▶ **Aim of the exercise**
Scan the records for "document" and copy each line that contains it.

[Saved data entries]
--
//! Profile document

use crate::error::{DatabaseError, ValidationError};
use serde::{Deserialize, Serialize};

/// Maximum number of personality tags on a profile
pub const MAX_TAGS: usize = 5;

/// Profile document stored at `users/<uid>`
///
/// Every field defaults to empty when missing: the database does not keep
/// empty arrays or maps, so an initial profile reads back without `tags`.
#[derive(Debug, Clone, Default, PartialEq, Eq, Serialize, Deserialize)]
#[serde(default)]
pub struct UserProfile {
    /// Display name
    pub name: String,
    /// Account email
    pub email: String,
    /// Birthdate as entered by the user
    pub birthdate: String,
    /// Free-form introduction
    pub bio: String,
    /// Gender as entered by the user
    pub gender: String,
    /// Personality section
    pub personality: Personality,
}

/// Personality section of a profile
#[derive(Debug, Clone, Default, PartialEq, Eq, Serialize, Deserialize)]
#[serde(default)]
pub struct Personality {
    /// MBTI type, e.g. `INFJ`
    pub mbti: String,
    /// Ordered tags, at most [`MAX_TAGS`]
    pub tags: Vec<String>,
}

impl UserProfile {
    /// Profile written at registration: empty except for the email
    pub fn initial(email: impl Into<String>) -> Self {
        Self {
            email: email.into(),
            ..Self::default()
        }
    }
}

/// Replacement values for a profile
///
/// Applying an update overwrites the whole document; fields are not merged.
#[derive(Debug, Clone, Default, PartialEq, Eq)]
pub struct ProfileUpdate {
    /// Display name
    pub name: String,
    /// Birthdate
    pub birthdate: String,
    /// Gender
    pub gender: String,
    /// Introduction
    pub bio: String,
    /// MBTI type
    pub mbti: String,
    /// Tags, order preserved
    pub tags: Vec<String>,
}

impl ProfileUpdate {
    /// Check local preconditions
    pub fn validate(&self) -> Result<(), ValidationError> {
        validate_tags(&self.tags)
    }

    /// Full document for the account registered under `email`
    pub fn into_profile(self, email: impl Into<String>) -> UserProfile {
        UserProfile {
            name: self.name,
            email: email.into(),
            birthdate: self.birthdate,
            bio: self.bio,
            gender: self.gender,
            personality: Personality {
                mbti: self.mbti,
                tags: self.tags,
            },
        }
    }
}

/// Reject tag lists longer than [`MAX_TAGS`]
pub fn validate_tags(tags: &[String]) -> Result<(), ValidationError> {
    if tags.len() > MAX_TAGS {
        return Err(ValidationError::TooManyTags {
            count: tags.len(),
            max: MAX_TAGS,
        });
    }
    Ok(())
}

/// Outcome of a profile read that keeps cancellation distinct from absence
#[derive(Debug, Clone, PartialEq)]
pub enum ProfileRead {
    /// A document is stored
    Found(UserProfile),
    /// Nothing is stored
    Absent,
    /// The database cancelled the read
    Cancelled(DatabaseError),
}

impl ProfileRead {
    /// Fold into an optional profile; cancellation reads as absence
    pub fn into_option(self) -> Option<UserProfile> {
        match self {
            Self::Found(profile) => Some(profile),
            Self::Absent | Self::Cancelled(_) => None,
        }
    }
}

#[cfg(test)]
mod tests {
    use super::*;
    use serde_json::json;

    fn tags(n: usize) -> Vec<String> {
        (0..n).map(|i| format!("tag{}", i)).collect()
    }

    #[test]
    fn test_validate_tags_limit() {
        assert!(validate_tags(&tags(0)).is_ok());
        assert!(validate_tags(&tags(MAX_TAGS)).is_ok());
        assert_eq!(
            validate_tags(&tags(MAX_TAGS + 1)),
            Err(ValidationError::TooManyTags { count: 6, max: 5 })
        );
    }

    #[test]
    fn test_initial_profile_serialization() {
        let value = serde_json::to_value(UserProfile::initial("a@example.com")).unwrap();
        assert_eq!(
            value,
            json!({
                "name": "",
                "email": "a@example.com",
                "birthdate": "",
                "bio": "",
                "gender": "",
                "personality": { "mbti": "", "tags": [] }
            })
        );
    }

    #[test]
    fn test_missing_fields_default_to_empty() {
        let profile: UserProfile = serde_json::from_value(json!({
            "email": "a@example.com",
            "personality": { "mbti": "" }
        }))
        .unwrap();
        assert_eq!(profile, UserProfile::initial("a@example.com"));
    }

    #[test]
    fn test_update_into_profile_keeps_tag_order() {
        let update = ProfileUpdate {
            name: "Alice".to_string(),
            birthdate: "1990-01-01".to_string(),
            gender: "F".to_string(),
            bio: "bio text".to_string(),
            mbti: "INFJ".to_string(),
            tags: vec!["hiking".to_string(), "coffee".to_string()],
        };
        let profile = update.into_profile("alice@example.com");

        assert_eq!(profile.name, "Alice");
        assert_eq!(profile.email, "alice@example.com");
        assert_eq!(profile.personality.mbti, "INFJ");
        assert_eq!(profile.personality.tags, ["hiking", "coffee"]);
    }

    #[test]
    fn test_profile_read_into_option() {
        assert_eq!(ProfileRead::Absent.into_option(), None);
        assert_eq!(
            ProfileRead::Cancelled(DatabaseError::PermissionDenied).into_option(),
            None
        );
        assert!(ProfileRead::Found(UserProfile::default()).into_option().is_some());
    }
}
--
▶ **Worked solution**
//! Profile document
/// Profile document stored at `users/<uid>`
/// Applying an update overwrites the whole document; fields are not merged.
    /// Full document for the account registered under `email`
    /// A document is stored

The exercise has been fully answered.